In both cases, however, the electorate granted the government licence to reduce spending, and neither government faced the long-term structural challenge of falling revenue and locked-in commitments that bedevil our future today.
These factors may provide an explanation but not an excuse. The task of fiscal readjustment cannot be delayed. The challenge of an ageing population is starkly reflected in the Treasury’s budget projections. The proportion of Australians who pay income tax will fall as the population ages compared to those claiming benefits.
Aged-care spending is expected to grow by 60 per cent in the next 10 years; and we’ll be spending 40 per cent more on public hospitals by 2026. The dependency ratio — the proportion of Australians of working age compared to those old enough to receive a pension — is shrinking rapidly. In 1975 there were 7.3 working-age Australians for every pensioner; today there are 4.5; and by 2050 there are forecast to be just 2.7.

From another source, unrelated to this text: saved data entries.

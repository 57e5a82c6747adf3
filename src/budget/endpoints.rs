//! Route handlers for listing, setting and deleting budgets.
use axum::{
    Json,
    extract::{Path, State, rejection::JsonRejection},
    http::StatusCode,
};

use crate::{
    AppState, Error,
    budget::{BudgetForm, Budgets},
    stores::Store,
};

/// A route handler that returns the budget of every category.
pub async fn list_budgets_endpoint<S: Store>(
    State(state): State<AppState<S>>,
) -> Result<Json<Budgets>, Error> {
    Ok(Json(state.store.list_budgets()?))
}

/// A route handler that creates or overwrites the budget of a category and
/// responds with all budgets.
///
/// # Errors
/// Responds with 422 Unprocessable Entity if the amount is not a number.
pub async fn set_budget_endpoint<S: Store>(
    State(state): State<AppState<S>>,
    body: Result<Json<BudgetForm>, JsonRejection>,
) -> Result<Json<Budgets>, Error> {
    let Json(form) = body?;
    let amount = form.amount()?;

    let budgets = state.store.set_budget(&form.category, amount)?;
    tracing::info!("Set budget for {} to {amount}", form.category);

    Ok(Json(budgets))
}

/// A route handler that removes the budget of a category, responds with 204 No Content.
pub async fn delete_budget_endpoint<S: Store>(
    State(state): State<AppState<S>>,
    Path(category): Path<String>,
) -> Result<StatusCode, Error> {
    state.store.delete_budget(&category)?;
    tracing::info!("Deleted budget for {category}");

    Ok(StatusCode::NO_CONTENT)
}

#[cfg(test)]
mod tests {
    use axum::{
        Json,
        extract::{Path, State},
        http::StatusCode,
    };

    use crate::{
        Error,
        amount::RawAmount,
        budget::{
            BudgetForm, Budgets, delete_budget_endpoint, list_budgets_endpoint,
            set_budget_endpoint,
        },
        test_utils::get_test_state,
    };

    fn budget_form(category: &str, amount: &str) -> BudgetForm {
        BudgetForm {
            category: category.to_owned(),
            amount: Some(RawAmount::Text(amount.to_owned())),
        }
    }

    #[tokio::test]
    async fn set_budget_responds_with_all_budgets() {
        let state = get_test_state();
        set_budget_endpoint(State(state.clone()), Ok(Json(budget_form("Food", "200"))))
            .await
            .unwrap();

        let Json(budgets) = set_budget_endpoint(
            State(state.clone()),
            Ok(Json(budget_form("Housing", "1200.50"))),
        )
        .await
        .unwrap();

        let want = Budgets::from([("Food".to_owned(), 200.0), ("Housing".to_owned(), 1200.5)]);
        assert_eq!(budgets, want);
        assert_eq!(list_budgets_endpoint(State(state)).await.unwrap().0, want);
    }

    #[tokio::test]
    async fn set_budget_rejects_invalid_amount() {
        let state = get_test_state();

        let result =
            set_budget_endpoint(State(state.clone()), Ok(Json(budget_form("Food", "lots")))).await;

        assert!(matches!(result, Err(Error::ValidationFailure(_))));
        assert!(list_budgets_endpoint(State(state)).await.unwrap().0.is_empty());
    }

    #[tokio::test]
    async fn delete_budget_is_no_content_even_when_missing() {
        let state = get_test_state();
        set_budget_endpoint(State(state.clone()), Ok(Json(budget_form("Food", "200"))))
            .await
            .unwrap();

        let deleted = delete_budget_endpoint(State(state.clone()), Path("Food".to_owned()))
            .await
            .unwrap();
        let deleted_again = delete_budget_endpoint(State(state.clone()), Path("Food".to_owned()))
            .await
            .unwrap();

        assert_eq!(deleted, StatusCode::NO_CONTENT);
        assert_eq!(deleted_again, StatusCode::NO_CONTENT);
        assert!(list_budgets_endpoint(State(state)).await.unwrap().0.is_empty());
    }
}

In a sobering budget submission released last Friday, the Business Council of Australia warns that if government spending rises by 3 per cent annually next decade as Treasury predicts it will outstrip the economy’s capacity to pay.
The structural shortfall — the difference between what governments expend and the revenue they receive — will add $50 billion a year of additional debt.
Good luck to any government that tries to raise taxes to pay for it. A hike of $5300 a household is unlikely to be well received. In any case, taxes penalise the virtues we should be encouraging: hard work, risk-taking and enterprise, the qualities that have driven the Australian economy forward for 2¼ centuries.
Finding $50bn in cuts would require a politically suicidal gesture, like slashing the welfare budget by a third or sequestering the entire education and defence budgets.
The only alternative is to increase debt, pushing the burden to almost a trillion dollars in today’s money by the middle of the century.
“These numbers are not just bookkeeping entries,” the BCA warns. “They have real consequences for Australian households who will face severe cutbacks in services, higher taxes and lower economic growth and living standards.”
There are signs that Australians sense an impending crisis, despite the determination of the political and media classes to look the other way. The Australian Electoral Study reveals a sharp change of mood of voters at the last federal election compared with the one before.
Fewer than one in five expect their household to be better off in a year; only one in six expect the situation in the country to have improved, the lowest expectations for at least 30 years.
Qualitative polling in major capital cities suggests a sense of gloom is enveloping the middle class. Australians are working harder than ever but feel they’re not getting ahead. The tax burden is punishing and the cost of housing and energy is eating disposable income. They doubt their ability to support themselves in their old age and fear for the future of their children.
Trust in politicians was at its lowest level since the survey began in 1969. Fewer than one in nine voters believe the government is capable of positively influencing the economy; only 14 per cent think politicians know what ordinary people think; 52 per cent think they don’t.
The despondence in suburban Australia is hardly what one might expect as the economy enjoys a record period of unbroken growth. It is hard to reconcile the mood of pessimism with the Treasury forecasts that the growth will continue, pushing the budget back to a modest surplus in four years.
Nor does it coincide with the view from the chief executive suites in La La Land, where the occupants appear to be out to lunch.